▶

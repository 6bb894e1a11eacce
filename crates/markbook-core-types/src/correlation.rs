//! Run correlation
//!
//! Every import run gets a `RequestId`. It is stamped on the run summary,
//! on fatal errors, and on the op-boundary log lines of the run.

use std::str::FromStr;

use serde::{Deserialize, Serialize};
use uuid::Uuid;

/// Identifier of one import run (UUIDv7, so ids sort by start time)
#[derive(Debug, Clone, PartialEq, Eq, Hash, PartialOrd, Ord, Serialize, Deserialize)]
#[serde(transparent)]
pub struct RequestId(String);

impl RequestId {
    pub fn new() -> Self {
        Self(Uuid::now_v7().to_string())
    }

    pub fn as_str(&self) -> &str {
        &self.0
    }
}

impl Default for RequestId {
    fn default() -> Self {
        Self::new()
    }
}

impl FromStr for RequestId {
    type Err = String;

    /// Accept an id handed over by an outer scheduler
    fn from_str(s: &str) -> Result<Self, Self::Err> {
        let s = s.trim();
        if s.is_empty() {
            return Err("empty request id".to_string());
        }
        Ok(Self(s.to_string()))
    }
}

impl std::fmt::Display for RequestId {
    fn fmt(&self, f: &mut std::fmt::Formatter<'_>) -> std::fmt::Result {
        f.write_str(&self.0)
    }
}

◀

* _Task description_
Give an exact reproduction of the lines from the one with "impl std::fmt::Display for" to the final line of the entries, including both.

* _Answer for the task_
impl std::fmt::Display for RequestId {
    fn fmt(&self, f: &mut std::fmt::Formatter<'_>) -> std::fmt::Result {
        f.write_str(&self.0)
    }
}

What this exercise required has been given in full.